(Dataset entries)
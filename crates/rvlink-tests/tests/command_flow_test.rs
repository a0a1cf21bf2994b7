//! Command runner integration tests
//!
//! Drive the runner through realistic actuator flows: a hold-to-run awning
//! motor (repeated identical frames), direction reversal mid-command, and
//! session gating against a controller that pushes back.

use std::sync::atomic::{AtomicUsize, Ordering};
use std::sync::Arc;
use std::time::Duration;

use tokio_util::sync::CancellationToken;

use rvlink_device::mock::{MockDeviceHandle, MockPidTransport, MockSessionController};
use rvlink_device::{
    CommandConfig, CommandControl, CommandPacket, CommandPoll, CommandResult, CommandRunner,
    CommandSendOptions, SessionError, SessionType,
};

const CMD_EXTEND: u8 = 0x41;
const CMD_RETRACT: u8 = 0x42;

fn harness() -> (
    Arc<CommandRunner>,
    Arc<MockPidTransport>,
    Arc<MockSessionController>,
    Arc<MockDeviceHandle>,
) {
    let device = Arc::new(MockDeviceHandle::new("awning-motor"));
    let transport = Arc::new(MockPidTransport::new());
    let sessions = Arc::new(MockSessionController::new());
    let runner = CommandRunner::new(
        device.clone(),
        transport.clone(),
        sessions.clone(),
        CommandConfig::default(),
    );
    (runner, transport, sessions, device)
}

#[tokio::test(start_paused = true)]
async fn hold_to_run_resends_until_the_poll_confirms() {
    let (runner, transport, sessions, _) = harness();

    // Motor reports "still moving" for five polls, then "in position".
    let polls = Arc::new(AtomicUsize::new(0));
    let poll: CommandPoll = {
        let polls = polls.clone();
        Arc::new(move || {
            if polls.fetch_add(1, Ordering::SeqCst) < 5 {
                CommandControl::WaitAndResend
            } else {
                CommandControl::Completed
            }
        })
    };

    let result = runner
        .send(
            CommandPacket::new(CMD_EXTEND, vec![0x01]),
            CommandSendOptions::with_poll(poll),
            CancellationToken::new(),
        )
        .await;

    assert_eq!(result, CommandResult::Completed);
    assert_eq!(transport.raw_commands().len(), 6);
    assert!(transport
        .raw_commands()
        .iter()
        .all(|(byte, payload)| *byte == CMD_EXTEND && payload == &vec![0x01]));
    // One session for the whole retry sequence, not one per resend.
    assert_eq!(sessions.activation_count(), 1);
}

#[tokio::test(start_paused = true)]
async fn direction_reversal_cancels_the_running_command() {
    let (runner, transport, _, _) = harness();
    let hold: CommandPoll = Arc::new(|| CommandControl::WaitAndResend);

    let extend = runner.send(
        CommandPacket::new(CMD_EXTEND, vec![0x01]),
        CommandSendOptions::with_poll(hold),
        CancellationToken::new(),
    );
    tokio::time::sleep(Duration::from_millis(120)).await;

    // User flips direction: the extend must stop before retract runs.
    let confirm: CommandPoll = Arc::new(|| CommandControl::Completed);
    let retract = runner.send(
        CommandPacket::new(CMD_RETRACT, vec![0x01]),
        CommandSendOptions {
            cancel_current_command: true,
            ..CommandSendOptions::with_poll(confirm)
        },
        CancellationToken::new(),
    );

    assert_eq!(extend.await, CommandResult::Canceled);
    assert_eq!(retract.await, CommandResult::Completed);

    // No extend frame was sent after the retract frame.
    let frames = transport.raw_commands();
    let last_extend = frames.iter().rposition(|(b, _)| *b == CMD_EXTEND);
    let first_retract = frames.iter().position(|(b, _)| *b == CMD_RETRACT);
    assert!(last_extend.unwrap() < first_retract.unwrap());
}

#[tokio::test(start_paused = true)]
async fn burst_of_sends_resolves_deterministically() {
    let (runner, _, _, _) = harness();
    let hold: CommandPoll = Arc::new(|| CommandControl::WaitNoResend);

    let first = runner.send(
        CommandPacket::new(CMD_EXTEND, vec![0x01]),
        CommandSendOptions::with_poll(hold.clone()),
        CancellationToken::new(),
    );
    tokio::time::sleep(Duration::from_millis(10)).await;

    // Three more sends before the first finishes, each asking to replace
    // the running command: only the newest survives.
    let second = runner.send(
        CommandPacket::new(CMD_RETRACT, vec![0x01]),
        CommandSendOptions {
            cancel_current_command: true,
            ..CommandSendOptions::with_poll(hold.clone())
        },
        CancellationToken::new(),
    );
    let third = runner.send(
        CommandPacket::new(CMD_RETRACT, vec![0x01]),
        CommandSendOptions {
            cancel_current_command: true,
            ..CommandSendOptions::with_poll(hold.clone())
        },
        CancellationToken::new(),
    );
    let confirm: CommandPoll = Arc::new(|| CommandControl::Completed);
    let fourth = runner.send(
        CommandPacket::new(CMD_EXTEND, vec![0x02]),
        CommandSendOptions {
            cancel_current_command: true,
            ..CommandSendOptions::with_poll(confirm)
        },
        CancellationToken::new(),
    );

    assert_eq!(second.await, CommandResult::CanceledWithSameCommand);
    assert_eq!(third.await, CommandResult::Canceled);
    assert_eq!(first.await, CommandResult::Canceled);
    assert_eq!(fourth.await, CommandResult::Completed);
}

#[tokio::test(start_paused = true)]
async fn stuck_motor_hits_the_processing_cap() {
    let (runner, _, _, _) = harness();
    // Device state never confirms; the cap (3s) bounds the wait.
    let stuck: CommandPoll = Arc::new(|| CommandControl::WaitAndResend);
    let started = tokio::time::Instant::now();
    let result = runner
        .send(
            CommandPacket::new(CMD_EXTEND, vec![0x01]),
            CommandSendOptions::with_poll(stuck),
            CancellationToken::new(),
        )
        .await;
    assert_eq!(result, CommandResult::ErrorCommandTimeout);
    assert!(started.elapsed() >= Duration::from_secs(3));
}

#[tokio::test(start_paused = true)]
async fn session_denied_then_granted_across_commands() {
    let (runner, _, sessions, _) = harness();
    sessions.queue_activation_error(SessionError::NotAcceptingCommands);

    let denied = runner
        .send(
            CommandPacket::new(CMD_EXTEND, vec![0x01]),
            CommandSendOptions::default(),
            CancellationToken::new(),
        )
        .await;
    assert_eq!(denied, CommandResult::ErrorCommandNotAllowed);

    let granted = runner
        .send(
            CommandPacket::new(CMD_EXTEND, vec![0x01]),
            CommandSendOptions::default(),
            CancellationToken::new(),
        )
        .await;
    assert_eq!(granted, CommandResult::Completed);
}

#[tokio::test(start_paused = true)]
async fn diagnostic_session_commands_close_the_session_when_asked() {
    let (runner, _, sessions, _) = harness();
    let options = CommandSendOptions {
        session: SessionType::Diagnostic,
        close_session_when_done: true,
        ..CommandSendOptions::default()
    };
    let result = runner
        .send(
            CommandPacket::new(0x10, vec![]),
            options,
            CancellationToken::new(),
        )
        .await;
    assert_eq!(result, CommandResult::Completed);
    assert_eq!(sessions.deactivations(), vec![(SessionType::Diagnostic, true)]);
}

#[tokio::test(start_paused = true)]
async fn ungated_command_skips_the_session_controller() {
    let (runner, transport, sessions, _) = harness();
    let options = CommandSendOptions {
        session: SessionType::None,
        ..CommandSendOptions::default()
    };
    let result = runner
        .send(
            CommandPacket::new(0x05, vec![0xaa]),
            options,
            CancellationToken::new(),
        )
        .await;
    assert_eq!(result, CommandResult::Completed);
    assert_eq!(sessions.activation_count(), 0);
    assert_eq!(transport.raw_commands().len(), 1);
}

Directions:
Scan the records for the string "MockDeviceHandle". Copy each line in which it appears.

Exercise response:
use rvlink_device::mock::{MockDeviceHandle, MockPidTransport, MockSessionController};
    Arc<MockDeviceHandle>,
    let device = Arc::new(MockDeviceHandle::new("awning-motor"));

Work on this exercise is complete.